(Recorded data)
# # #

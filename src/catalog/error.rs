use thiserror::Error;

/// Error types for catalog operations
#[derive(Debug, Error)]
pub enum CatalogError {
    #[error("Product not found: {0}")]
    NotFound(String),

    #[error("Invalid price: {0}")]
    InvalidPrice(String),

    #[error("Duplicate product id: {0}")]
    DuplicateId(String),

    #[error("Product {0} is a bundle; its price and prescription flag are derived from its components")]
    BundleImmutable(String),

    #[error("Validation error: {0}")]
    Validation(String),
}

impl From<validator::ValidationErrors> for CatalogError {
    fn from(err: validator::ValidationErrors) -> Self {
        CatalogError::Validation(err.to_string())
    }
}
// Pharmacy point-of-sale core
//
// Customers in two loyalty tiers, a product catalog with derived bundles,
// and a pricing engine that combines discounts, reward redemption, and
// reward accrual into atomic purchase commits. State loads from and saves
// to flat record files; rendering and the interactive loop are the
// caller's concern.

pub mod app;
pub mod catalog;
pub mod customers;
pub mod error;
pub mod orders;
pub mod store;
pub mod validation;

pub use app::Pharmacy;
pub use error::PharmacyError;
pub use store::StorePaths;

/// Initialize the tracing subscriber for logging.
/// This enables the error!, warn!, info!, debug!, and trace! macros.
pub fn init_tracing() {
    tracing_subscriber::fmt()
        .with_env_filter(tracing_subscriber::EnvFilter::from_default_env())
        .with_target(false)
        .with_level(true)
        .init();
}
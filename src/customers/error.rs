use thiserror::Error;

/// Error types for customer operations
#[derive(Debug, Error)]
pub enum CustomerError {
    #[error("Customer not found: {0}")]
    NotFound(String),

    #[error("Customer {0} is not a VIP customer")]
    NotVip(String),

    #[error("Invalid rate: {0}")]
    InvalidRate(String),

    #[error("Duplicate customer id: {0}")]
    DuplicateId(String),

    #[error("Calculation error: {0}")]
    Calculation(String),
}

#[cfg(test)]
mod tests {
    use super::*;

    #[test]
    fn test_error_display() {
        let error = CustomerError::NotFound("V9".to_string());
        assert_eq!(error.to_string(), "Customer not found: V9");

        let error = CustomerError::NotVip("B2".to_string());
        assert_eq!(error.to_string(), "Customer B2 is not a VIP customer");

        let error = CustomerError::InvalidRate("rate must be positive".to_string());
        assert_eq!(error.to_string(), "Invalid rate: rate must be positive");
    }
}
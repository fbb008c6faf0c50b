// Record file writers
//
// Write-back happens only at the explicit save boundary, never after
// individual mutations. Derived bundle fields are not persisted; bundles
// round-trip as their component lists.

use std::fs;
use std::path::Path;

use crate::catalog::ProductCatalog;
use crate::customers::{CustomerDirectory, CustomerTier, TierRates};
use crate::store::error::StoreError;
use crate::store::ORDER_TIME_FORMAT;

/// Save every customer, with the current tier-wide rate on each row.
pub fn save_customers(
    path: &Path,
    directory: &CustomerDirectory,
    rates: &TierRates,
) -> Result<(), StoreError> {
    let mut out = String::new();
    for customer in directory.customers() {
        match customer.tier() {
            CustomerTier::Basic => out.push_str(&format!(
                "{},{},{},{}\n",
                customer.id(),
                customer.name(),
                rates.basic_reward_rate,
                customer.reward_points()
            )),
            CustomerTier::Vip { discount_rate } => out.push_str(&format!(
                "{},{},{},{},{}\n",
                customer.id(),
                customer.name(),
                rates.vip_reward_rate,
                discount_rate,
                customer.reward_points()
            )),
        }
    }

    fs::write(path, out).map_err(|err| StoreError::io(path, err))?;
    tracing::debug!("Saved {} customer(s) to {}", directory.len(), path.display());
    Ok(())
}

/// Save every product. Regular products carry price and flag; bundles
/// carry only their component list.
pub fn save_products(path: &Path, catalog: &ProductCatalog) -> Result<(), StoreError> {
    let mut out = String::new();
    for product in catalog.products() {
        match product.components() {
            None => out.push_str(&format!(
                "{},{},{},{}\n",
                product.id(),
                product.name(),
                product.unit_price(),
                if product.requires_prescription() { "y" } else { "n" }
            )),
            Some(components) => out.push_str(&format!(
                "{},{},{}\n",
                product.id(),
                product.name(),
                components.join(",")
            )),
        }
    }

    fs::write(path, out).map_err(|err| StoreError::io(path, err))?;
    tracing::debug!("Saved {} product(s) to {}", catalog.len(), path.display());
    Ok(())
}

/// Save the full order ledger, customer by customer.
pub fn save_orders(path: &Path, directory: &CustomerDirectory) -> Result<(), StoreError> {
    let mut out = String::new();
    let mut count = 0usize;
    for customer in directory.customers() {
        for order in customer.order_history() {
            let items: Vec<String> = order
                .lines()
                .iter()
                .map(|line| format!("{},{}", line.product_name, line.quantity))
                .collect();
            out.push_str(&format!(
                "{},{},{:.2},{},{}\n",
                customer.id(),
                items.join(","),
                order.total_cost(),
                order.earned_rewards(),
                order.placed_at().format(ORDER_TIME_FORMAT)
            ));
            count += 1;
        }
    }

    fs::write(path, out).map_err(|err| StoreError::io(path, err))?;
    tracing::debug!("Saved {} order(s) to {}", count, path.display());
    Ok(())
}
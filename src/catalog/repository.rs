// Product catalog
//
// In-memory, insert-ordered store for products and bundles. Bundle
// component references resolve by exact ID; user-facing lookup accepts
// either ID or display name.

use std::collections::HashSet;

use crate::catalog::error::CatalogError;
use crate::catalog::models::Product;

/// Repository for catalog entries, keyed by unique ID.
#[derive(Debug, Clone, Default)]
pub struct ProductCatalog {
    products: Vec<Product>,
}

impl ProductCatalog {
    pub fn new() -> Self {
        Self::default()
    }

    pub fn products(&self) -> &[Product] {
        &self.products
    }

    pub fn len(&self) -> usize {
        self.products.len()
    }

    pub fn is_empty(&self) -> bool {
        self.products.is_empty()
    }

    /// Insert a product, rejecting a duplicate ID.
    pub fn insert(&mut self, product: Product) -> Result<(), CatalogError> {
        if self.products.iter().any(|p| p.id() == product.id()) {
            return Err(CatalogError::DuplicateId(product.id().to_string()));
        }
        self.products.push(product);
        Ok(())
    }

    /// Resolve a product by exact ID. Bundle component references use
    /// this path only; a miss contributes nothing to a derivation.
    pub fn get(&self, id: &str) -> Option<&Product> {
        self.products.iter().find(|p| p.id() == id)
    }

    /// Find a product by exact ID or exact name, first match in insert
    /// order.
    pub fn find(&self, token: &str) -> Option<&Product> {
        let token = token.trim();
        self.products
            .iter()
            .find(|p| p.name() == token || p.id() == token)
    }

    pub fn find_index(&self, token: &str) -> Option<usize> {
        let token = token.trim();
        self.products
            .iter()
            .position(|p| p.name() == token || p.id() == token)
    }

    pub(crate) fn product_mut(&mut self, index: usize) -> Option<&mut Product> {
        self.products.get_mut(index)
    }

    /// Indices of every bundle whose component list references the given
    /// product ID. These are the entries a mutation must re-derive.
    pub fn bundles_referencing(&self, product_id: &str) -> Vec<usize> {
        self.products
            .iter()
            .enumerate()
            .filter(|(_, p)| {
                p.components()
                    .map(|components| components.iter().any(|c| c == product_id))
                    .unwrap_or(false)
            })
            .map(|(index, _)| index)
            .collect()
    }

    /// Indices of every bundle in the catalog.
    pub fn bundle_indices(&self) -> Vec<usize> {
        self.products
            .iter()
            .enumerate()
            .filter(|(_, p)| p.is_bundle())
            .map(|(index, _)| index)
            .collect()
    }

    /// Allocate a fresh ID with the given prefix.
    ///
    /// Scans the numeric suffix of every catalog ID (regular products and
    /// bundles share the suffix space) and picks the smallest unused
    /// positive integer.
    pub fn allocate_id(&self, prefix: char) -> String {
        let used: HashSet<u64> = self
            .products
            .iter()
            .filter_map(|p| p.id().get(1..).and_then(|s| s.parse().ok()))
            .collect();

        let mut suffix = 1u64;
        while used.contains(&suffix) {
            suffix += 1;
        }
        format!("{}{}", prefix, suffix)
    }
}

# # #

» **WHAT THIS TASK INVOLVES**:
Above are the records. Copy the lines beginning at the one that has "pub fn len(&self)" and ending with the one that has "pub fn insert(&mut", unchanged.

» **RESPONSE FOR THIS EXERCISE**:
    pub fn len(&self) -> usize {
        self.products.len()
    }

    pub fn is_empty(&self) -> bool {
        self.products.is_empty()
    }

    /// Insert a product, rejecting a duplicate ID.
    pub fn insert(&mut self, product: Product) -> Result<(), CatalogError> {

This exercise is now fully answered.